The threats come at a time when the country of 15 million people is struggling to guarantee doses for people who want to be immunized.

Zimbabwe has received a donation of 200,000 doses from Chinese vaccine maker Sinopharm, and another 600,000 doses are expected to arrive in the country in early March. In addition, the country is expected to receive more than 1.1 million doses as part of the Covax program, which is distributing vaccines to poor and middle-income countries in an effort to help tackle global inequalities.

Zimbabwe’s frontline health workers are first in line for vaccination, but when the campaign began in recent days, some resisted the vaccine – expressing particular skepticism about China’s doses.

“I personally do not accept being vaccinated,” said Linet Sithole, a nurse in Harare, the capital of Zimbabwe. “It is my choice.”

She said she was concerned about the scarcity of information about the Chinese vaccine and its possible side effects.

Mr.

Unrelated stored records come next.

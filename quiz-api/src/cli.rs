//! Command-line arguments
//!
//! Every setting flag can also come from a `QUIZ_*` environment variable.
//! Unset flags defer to the TOML file, then to compiled defaults.

use clap::Parser;
use std::path::PathBuf;

use quiz_common::config::ConfigLayer;

#[derive(Debug, Parser)]
#[command(name = "quiz-api", version, about = "Web3 personality quiz and leaderboard service")]
pub struct Cli {
    /// TOML config file (default: platform config dir)
    #[arg(long, env = "QUIZ_CONFIG")]
    pub config: Option<PathBuf>,

    #[arg(long, env = "QUIZ_BIND_ADDRESS")]
    pub bind_address: Option<String>,

    #[arg(long, env = "QUIZ_PORT")]
    pub port: Option<u16>,

    #[arg(long, env = "QUIZ_REDIS_URL")]
    pub redis_url: Option<String>,

    /// Prefix for every store key
    #[arg(long, env = "QUIZ_KEY_NAMESPACE")]
    pub key_namespace: Option<String>,

    /// User id recorded for submissions without one
    #[arg(long, env = "QUIZ_DEFAULT_USER_ID")]
    pub default_user_id: Option<i64>,

    #[arg(long, env = "QUIZ_LEADERBOARD_LIMIT")]
    pub leaderboard_limit: Option<usize>,

    #[arg(long, env = "QUIZ_QUERY_WINDOW")]
    pub query_window: Option<usize>,

    #[arg(long, env = "QUIZ_STORE_TIMEOUT_MS")]
    pub store_timeout_ms: Option<u64>,

    /// Default log filter when RUST_LOG is unset
    #[arg(long, env = "QUIZ_LOG_LEVEL")]
    pub log_level: Option<String>,

    /// Keep results in process memory instead of Redis (lost on exit)
    #[arg(long, env = "QUIZ_MEMORY_STORE")]
    pub memory_store: bool,
}

impl Cli {
    /// Settings given on the command line or environment
    pub fn layer(&self) -> ConfigLayer {
        ConfigLayer {
            bind_address: self.bind_address.clone(),
            port: self.port,
            redis_url: self.redis_url.clone(),
            key_namespace: self.key_namespace.clone(),
            default_user_id: self.default_user_id,
            leaderboard_limit: self.leaderboard_limit,
            query_window: self.query_window,
            store_timeout_ms: self.store_timeout_ms,
            log_level: self.log_level.clone(),
        }
    }
}
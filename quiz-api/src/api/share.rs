//! Share image endpoints

use axum::{
    extract::{Path, Query},
    http::{header, StatusCode},
    response::{IntoResponse, Response},
    routing::get,
    Router,
};
use serde::Deserialize;

use crate::share_card::render_share_card;
use crate::AppState;

#[derive(Debug, Deserialize)]
pub struct ShareQuery {
    pub personality: Option<String>,
}

fn svg_response(body: String) -> Response {
    (
        StatusCode::OK,
        [
            (header::CONTENT_TYPE, "image/svg+xml"),
            (header::CACHE_CONTROL, "public, max-age=300"),
        ],
        body,
    )
        .into_response()
}

/// GET /api/share-image/:fid?personality=
pub async fn share_image(Path(fid): Path<String>, Query(query): Query<ShareQuery>) -> Response {
    svg_response(render_share_card(&fid, query.personality.as_deref()))
}

/// GET /api/share-image/:fid/:personality
pub async fn share_image_for_type(Path((fid, personality)): Path<(String, String)>) -> Response {
    svg_response(render_share_card(&fid, Some(&personality)))
}

pub fn share_routes() -> Router<AppState> {
    Router::new()
        .route("/api/share-image/:fid", get(share_image))
        .route("/api/share-image/:fid/:personality", get(share_image_for_type))
}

Mnangagwa, addressing supporters in Matabeleland province, considered such concerns unfounded and noted that, after the country’s vice president gave the first injection, “he is still here”.

The president, who has not yet been vaccinated, has not yet made vaccination mandatory.

Still, his threats were criticized by some observers as autocratic and reckless – threatening to further undermine confidence in vaccines that have been shown to be safe and effective in preventing serious illness and death.

Rashweat Mukundu, a researcher at International Media Support, a group focused on unmasking false information in the media across Africa, said Mnangagwa’s message would heighten fears that the Zimbabwean government “turned Covid-19 into a weapon and failed see this as a public health issue. “

“For me, the message about mandatory vaccination is in line with the trend we have seen, which is Covid-19 as a political control tool,” he said. “Vaccination is important, but it must be the result of public awareness and building trust, not threats.”

“We have groups in Zimbabwe that for cultural and religious reasons cannot opt ​​for vaccination and their rights must be respected,” he added.

But Tafadzwa Mugwadi, information director for the Patriotic Front of the National Union of Zimbabwe, said it was a matter of national security.

“Let it be categorical that those who deny vaccination will be a risk to others and to national security,” he said.

Although official statistics on the virus are not considered to capture the true scope of the pandemic, Zimbabwe has recorded more than 1,400 deaths since the onset of the disease.